Jo Ann Santangelo’s obsession with documenting life began as a young girl growing up in Boston’s North End. After relocating to Austin, TX in 2006, Santangelo hopped on her bike and started photographing. Over 1,500 black and white portraits of the locals became her first photo essay, ‘Austin Seen’. In August 2008, she moved to New York to attend her first formal education program at the International Center of Photography. While at ICP she was awarded The New York Times Foundation Scholarship and interned with Eugene Richards. Her photographs have been featured in publications such as: El País Semanal, The Guardian, Mother’s Jones, New York Magazine, Food & Wine, The Washington Post, Austin Monthly, The Boston Phoenix and the Austin Chronicle.
Can you talk a little about this project, ‘Proud to Serve’, and how it came about?
‘In the summer of 2008, just before leaving Austin to come to New York City to attend The International Center of Photography, I met a soldier who broke down in the back of my pedicab as he was telling me what it was like to be gay in the military. Honestly, before meeting him, I had never really thought about ‘Don’t Ask, Don’t Tell’. When I went home and looked up gays in the military, I was shocked by the numbers.
‘When I started the full-time photojournalism program at ICP, I was told that I needed a long-term project. I proposed photographing and recording the stories of lesbian, gay, bisexual and transgender veterans in their homes. After graduating, I had met and photographed about 10 veterans. I was just starting to really connect with service members across the country and I believed in the project, so I decided to continue. When I started this project I didn’t think I would still being working on it two years later. Now, I can’t imagine not working on this series’.
‘I want to put a human face on the statistics, to remove the ‘gay’ label, or what people typically think a gay person looks like. That is why I decided to photograph the subjects in their homes. To show in the end, we are all just humans. I feel honored and blessed to have had the opportunity to meet everyone featured in this project, show their faces and share their stories’.
You’ve photographed over sixty men and women for this project. How have you gone about finding your subjects?

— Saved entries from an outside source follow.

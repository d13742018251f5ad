//! Cache Key Module
//!
//! Maps arbitrary key values to the canonical strings used as storage keys.

use std::sync::Arc;

use serde::ser::{Serialize, SerializeMap, SerializeSeq, Serializer};

use crate::error::Result;

// == Key Normalizer ==
/// Turns a key into its storage string. Must be deterministic.
pub type KeyNormalizer = Arc<dyn Fn(&Key) -> String + Send + Sync>;

// == Key ==
/// A cache key before normalization.
#[derive(Debug, Clone, PartialEq)]
pub enum Key {
    /// Text, used verbatim
    Text(String),
    /// Raw bytes, text if valid UTF-8 and escaped otherwise
    Bytes(Vec<u8>),
    /// Signed integer
    Int(i64),
    /// Unsigned integer
    Uint(u64),
    /// Any other serializable value
    Structured(serde_json::Value),
}

impl Key {
    /// Builds a key from any serializable value.
    ///
    /// Values that serialize to a JSON string or integer collapse into the
    /// matching scalar variant, so `Key::structured(&"a")` equals `Key::from("a")`.
    pub fn structured<T: Serialize + ?Sized>(value: &T) -> Result<Self> {
        Ok(Self::from(serde_json::to_value(value)?))
    }
}

impl From<&str> for Key {
    fn from(value: &str) -> Self {
        Key::Text(value.to_string())
    }
}

impl From<String> for Key {
    fn from(value: String) -> Self {
        Key::Text(value)
    }
}

impl From<&String> for Key {
    fn from(value: &String) -> Self {
        Key::Text(value.clone())
    }
}

impl From<&[u8]> for Key {
    fn from(value: &[u8]) -> Self {
        Key::Bytes(value.to_vec())
    }
}

impl From<Vec<u8>> for Key {
    fn from(value: Vec<u8>) -> Self {
        Key::Bytes(value)
    }
}

impl From<serde_json::Value> for Key {
    /// JSON strings and integers collapse into `Text`, `Int` or `Uint`.
    fn from(value: serde_json::Value) -> Self {
        match value {
            serde_json::Value::String(s) => Key::Text(s),
            serde_json::Value::Number(ref n) if n.is_i64() => {
                Key::Int(n.as_i64().unwrap_or_default())
            }
            serde_json::Value::Number(ref n) if n.is_u64() => {
                Key::Uint(n.as_u64().unwrap_or_default())
            }
            other => Key::Structured(other),
        }
    }
}

macro_rules! impl_from_signed {
    ($($t:ty),*) => {
        $(impl From<$t> for Key {
            fn from(value: $t) -> Self {
                Key::Int(value as i64)
            }
        })*
    };
}

macro_rules! impl_from_unsigned {
    ($($t:ty),*) => {
        $(impl From<$t> for Key {
            fn from(value: $t) -> Self {
                Key::Uint(value as u64)
            }
        })*
    };
}

impl_from_signed!(i8, i16, i32, i64, isize);
impl_from_unsigned!(u8, u16, u32, u64, usize);

// == Default Normalizer ==
/// Built-in key normalizer.
///
/// Text passes through and integers render as decimal. Bytes that are
/// valid UTF-8 pass through as text; see `bytes_to_string` for the rest.
/// Structured keys render as compact JSON with object keys sorted at every
/// level, so the same logical value always yields the same string.
pub fn default_normalizer(key: &Key) -> String {
    match key {
        Key::Text(s) => s.clone(),
        Key::Bytes(b) => bytes_to_string(b),
        Key::Int(i) => i.to_string(),
        Key::Uint(u) => u.to_string(),
        Key::Structured(value) => {
            serde_json::to_string(&SortedJson(value)).unwrap_or_else(|_| value.to_string())
        }
    }
}

/// Renders bytes without losing information.
///
/// Valid UTF-8 is returned verbatim. Otherwise every backslash is doubled
/// and every byte outside a valid UTF-8 run becomes `\xNN`, so two distinct
/// invalid sequences never render the same.
fn bytes_to_string(bytes: &[u8]) -> String {
    if let Ok(text) = std::str::from_utf8(bytes) {
        return text.to_string();
    }

    let mut out = String::with_capacity(bytes.len() * 2);
    let mut rest = bytes;
    while !rest.is_empty() {
        match std::str::from_utf8(rest) {
            Ok(valid) => {
                push_escaped(&mut out, valid);
                break;
            }
            Err(err) => {
                let (valid, after) = rest.split_at(err.valid_up_to());
                push_escaped(&mut out, std::str::from_utf8(valid).unwrap_or_default());

                let invalid_len = err.error_len().unwrap_or(after.len());
                for byte in &after[..invalid_len] {
                    out.push_str(&format!("\\x{byte:02x}"));
                }
                rest = &after[invalid_len..];
            }
        }
    }
    out
}

fn push_escaped(out: &mut String, text: &str) {
    for c in text.chars() {
        if c == '\\' {
            out.push_str("\\\\");
        } else {
            out.push(c);
        }
    }
}

/// Serializes JSON with object keys sorted, independent of how
/// `serde_json::Map` orders them.
struct SortedJson<'a>(&'a serde_json::Value);

impl Serialize for SortedJson<'_> {
    fn serialize<S: Serializer>(&self, serializer: S) -> std::result::Result<S::Ok, S::Error> {
        match self.0 {
            serde_json::Value::Object(map) => {
                let mut entries: Vec<_> = map.iter().collect();
                entries.sort_by(|a, b| a.0.cmp(b.0));

                let mut out = serializer.serialize_map(Some(entries.len()))?;
                for (key, item) in entries {
                    out.serialize_entry(key, &SortedJson(item))?;
                }
                out.end()
            }
            serde_json::Value::Array(items) => {
                let mut out = serializer.serialize_seq(Some(items.len()))?;
                for item in items {
                    out.serialize_element(&SortedJson(item))?;
                }
                out.end()
            }
            other => other.serialize(serializer),
        }
    }
}
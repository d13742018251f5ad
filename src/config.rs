//! Configuration Module
//!
//! Handles cache construction options: defaults, builder-style overrides,
//! environment loading and post-validation clamping.

use std::env;
use std::fmt;
use std::sync::Arc;
use std::time::Duration;

use tracing::debug;

use crate::cache::{default_normalizer, Clock, Key, KeyNormalizer, SystemClock};

// == Public Constants ==
/// TTL applied when none is configured or the configured one is zero
pub const DEFAULT_TTL: Duration = Duration::from_secs(5 * 60);

/// Environment variable holding the TTL in seconds
pub const TTL_ENV_VAR: &str = "CACHE_TTL_SECS";

/// Cache construction options.
///
/// Invalid values are never rejected. `normalized` replaces them with
/// defaults before a cache is built.
#[derive(Clone)]
pub struct CacheOptions {
    /// Time-to-live for every entry
    pub ttl: Duration,
    /// Key normalizer, None = built-in normalizer
    pub key_normalizer: Option<KeyNormalizer>,
    /// Time source, None = system clock
    pub clock: Option<Arc<dyn Clock>>,
}

impl CacheOptions {
    // == Constructor ==
    /// Creates options with all defaults.
    pub fn new() -> Self {
        Self::default()
    }

    /// Creates options by loading the TTL from the environment.
    ///
    /// # Environment Variables
    /// - `CACHE_TTL_SECS` - TTL in seconds (default: 300)
    pub fn from_env() -> Self {
        let ttl = env::var(TTL_ENV_VAR)
            .ok()
            .and_then(|v| v.parse::<u64>().ok())
            .map(Duration::from_secs)
            .unwrap_or(DEFAULT_TTL);

        Self {
            ttl,
            ..Self::default()
        }
    }

    // == Builders ==
    /// Sets the entry time-to-live. A zero TTL falls back to the default.
    pub fn with_ttl(mut self, ttl: Duration) -> Self {
        self.ttl = ttl;
        self
    }

    /// Sets the function used to turn keys into storage strings.
    pub fn with_key_normalizer<F>(mut self, normalizer: F) -> Self
    where
        F: Fn(&Key) -> String + Send + Sync + 'static,
    {
        let normalizer: KeyNormalizer = Arc::new(normalizer);
        self.key_normalizer = Some(normalizer);
        self
    }

    /// Sets the time source used for expiry.
    pub fn with_clock(mut self, clock: Arc<dyn Clock>) -> Self {
        self.clock = Some(clock);
        self
    }

    // == Post-validation ==
    /// Clamps invalid values to defaults.
    pub(crate) fn normalized(self) -> ResolvedOptions {
        let ttl = if self.ttl.is_zero() {
            debug!(default_secs = DEFAULT_TTL.as_secs(), "Non-positive TTL, using default");
            DEFAULT_TTL
        } else {
            self.ttl
        };

        let key_normalizer = self.key_normalizer.unwrap_or_else(|| {
            debug!("No key normalizer configured, using default");
            let fallback: KeyNormalizer = Arc::new(default_normalizer);
            fallback
        });

        let clock = self.clock.unwrap_or_else(|| {
            let system: Arc<dyn Clock> = Arc::new(SystemClock);
            system
        });

        ResolvedOptions {
            ttl,
            key_normalizer,
            clock,
        }
    }
}

impl Default for CacheOptions {
    fn default() -> Self {
        Self {
            ttl: DEFAULT_TTL,
            key_normalizer: None,
            clock: None,
        }
    }
}

impl fmt::Debug for CacheOptions {
    fn fmt(&self, f: &mut fmt::Formatter<'_>) -> fmt::Result {
        f.debug_struct("CacheOptions")
            .field("ttl", &self.ttl)
            .field("key_normalizer", &self.key_normalizer.is_some())
            .field("clock", &self.clock.is_some())
            .finish()
    }
}

/// Options after clamping, with every field filled in.
pub(crate) struct ResolvedOptions {
    pub ttl: Duration,
    pub key_normalizer: KeyNormalizer,
    pub clock: Arc<dyn Clock>,
}

#[cfg(test)]
mod tests {
    use super::*;

    #[test]
    fn test_options_default() {
        let options = CacheOptions::default();
        assert_eq!(options.ttl, DEFAULT_TTL);
        assert!(options.key_normalizer.is_none());
        assert!(options.clock.is_none());
    }

    #[test]
    fn test_zero_ttl_resets_to_default() {
        let resolved = CacheOptions::new().with_ttl(Duration::ZERO).normalized();
        assert_eq!(resolved.ttl, DEFAULT_TTL);
    }

    #[test]
    fn test_positive_ttl_kept() {
        let resolved = CacheOptions::new()
            .with_ttl(Duration::from_millis(250))
            .normalized();
        assert_eq!(resolved.ttl, Duration::from_millis(250));
    }

    #[test]
    fn test_missing_normalizer_uses_default() {
        let resolved = CacheOptions::new().normalized();
        assert_eq!((resolved.key_normalizer)(&Key::from(42)), "42");
    }

    #[test]
    fn test_custom_normalizer_kept() {
        let resolved = CacheOptions::new()
            .with_key_normalizer(|_| "fixed".to_string())
            .normalized();
        assert_eq!((resolved.key_normalizer)(&Key::from("anything")), "fixed");
    }

    #[test]
    fn test_options_from_env() {
        // Single test touches the variable to avoid races between tests
        env::remove_var(TTL_ENV_VAR);
        assert_eq!(CacheOptions::from_env().ttl, DEFAULT_TTL);

        env::set_var(TTL_ENV_VAR, "42");
        assert_eq!(CacheOptions::from_env().ttl, Duration::from_secs(42));

        env::set_var(TTL_ENV_VAR, "not-a-number");
        assert_eq!(CacheOptions::from_env().ttl, DEFAULT_TTL);

        env::set_var(TTL_ENV_VAR, "0");
        let resolved = CacheOptions::from_env().normalized();
        assert_eq!(resolved.ttl, DEFAULT_TTL);

        env::remove_var(TTL_ENV_VAR);
    }
}
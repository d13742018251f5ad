//! Deep Clone Module
//!
//! Copies trees so that writes through the copy are never visible through
//! the source, and the other way around.
//!
//! Isolation stops at opaque values: `Value::Opaque` is returned by
//! identity and the elements of `Value::OpaqueList` are shared, so state
//! embedded there stays shared between source and clone. Callers that embed
//! mutable opaque state are responsible for isolating it.

use crate::tree::{Map, Value};

// == Deep Clone ==
/// Returns a deep copy of `value`.
///
/// - Maps and heterogeneous lists are rebuilt with every child cloned.
/// - Typed scalar sequences are copied as flat buffers.
/// - Opaque lists are copied one level; their elements are shared.
/// - Scalars and opaque values are returned as-is.
pub fn deep_clone(value: &Value) -> Value {
    match value {
        Value::Map(map) => Value::Map(deep_clone_map(map)),
        Value::List(items) => Value::List(items.iter().map(deep_clone).collect()),
        Value::Strings(items) => Value::Strings(items.to_vec()),
        Value::Ints(items) => Value::Ints(items.to_vec()),
        Value::Floats(items) => Value::Floats(items.to_vec()),
        Value::Bools(items) => Value::Bools(items.to_vec()),
        Value::OpaqueList(items) => Value::OpaqueList(items.iter().cloned().collect()),
        Value::Opaque(opaque) => Value::Opaque(opaque.clone()),
        Value::Null => Value::Null,
        Value::Bool(b) => Value::Bool(*b),
        Value::Int(i) => Value::Int(*i),
        Value::Float(f) => Value::Float(*f),
        Value::String(s) => Value::String(s.clone()),
    }
}

/// Returns a deep copy of `map`, cloning every value with `deep_clone`.
pub fn deep_clone_map(map: &Map) -> Map {
    let mut result = Map::with_capacity(map.len());
    for (key, value) in map {
        result.insert(key.clone(), deep_clone(value));
    }
    result
}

‘At first I contacted all the various organizations such as: Servicemembers Legal Defense Network (SLDN), Knights Out, The Palm Center, AVERNY and SWAN, with little success. Then I went to a SLDN rally in Washington, DC and met the first four veterans in the project. Word of mouth also helped a lot. My good friend Justin Elzie, who was the first Marine to come out in 1993, put me in touch with many of his contacts. It’s a really tight community, especially now with social networking. I posted on all the various forum sites, and veterans would respond from across the country. At the time, I had no way to get to them, so I kept everyone’s contact information for the one day I would make it on the road’.
You’ve travelled around the United States photographing gays in the military, some who have been discharged under ‘Don’t Ask Don’t Tell’. Can you talk about the experience of raising the funds for this project through Kickstarter?
‘After unsuccessfully applying for funding several times, I was getting frustrated. I had been working on the project for over a year and a half with an exhibit that was going to open on Veteran’s Day at the LGBT Center in Manhattan- I had access to so many LGBT veterans across the country, yet I was stuck in Brooklyn with no money. I remembered a friend of mine had raised money through Kickstarter, so I decided to try it. I set up the project for thirty days asking for $3,000 to cover my 30 day road trip. The first few days, I sent out emails to colleagues and friends with really no response. Then I started the facebook page for ‘Proud to Serve‘ and set up a twitter account, which really helped get the word out. It felt great when I started getting backers from active duty military serving in Iraq. In the end I hit my goal with 65 backers and hit the road about a week later. Forty-six of the sixty-six portraits featured in Proud to Serve took place on a recent, 28-day, 10,167-mile solo road trip accross the United States.
These portraits are very intimate. How do you get your subjects to relax when discussing such a personal experience?
‘I am very low key and low tech, which I think helps people relax. Almost all the portraits are taken using natural light or with just a flash on my camera. I think it also helped that I was on a 30 day road trip which initially gave us something to talk about. Overall, the subjects were honored that I was doing this project and we talked about how much it meant to them to finally be able to tell their story. Most of these veterans have never told their stories beyond close friends and family, and some haven’t spoken about their experience or discharge in over ten years’.
You recently made the move from New York City to Austin, Texas. How is life as a documentary photographer different in Austin?
‘What’s different is that Austin gives me room to breathe, to relax, to go on daily bike rides. There is less pressure here. The community is so amazingly positive and supportive. In New York, a vast majority of my friends were fellow photographers, perhaps because I met most of my friends while a student at ICP. Whereas, here in Austin, my friends are photographers, metal workers, painters, musicians, bike builders, writers, farmers, and so on. You can meet someone and say you have this crazy idea for a project. Most often they will say ‘let me see how I can help you with that’.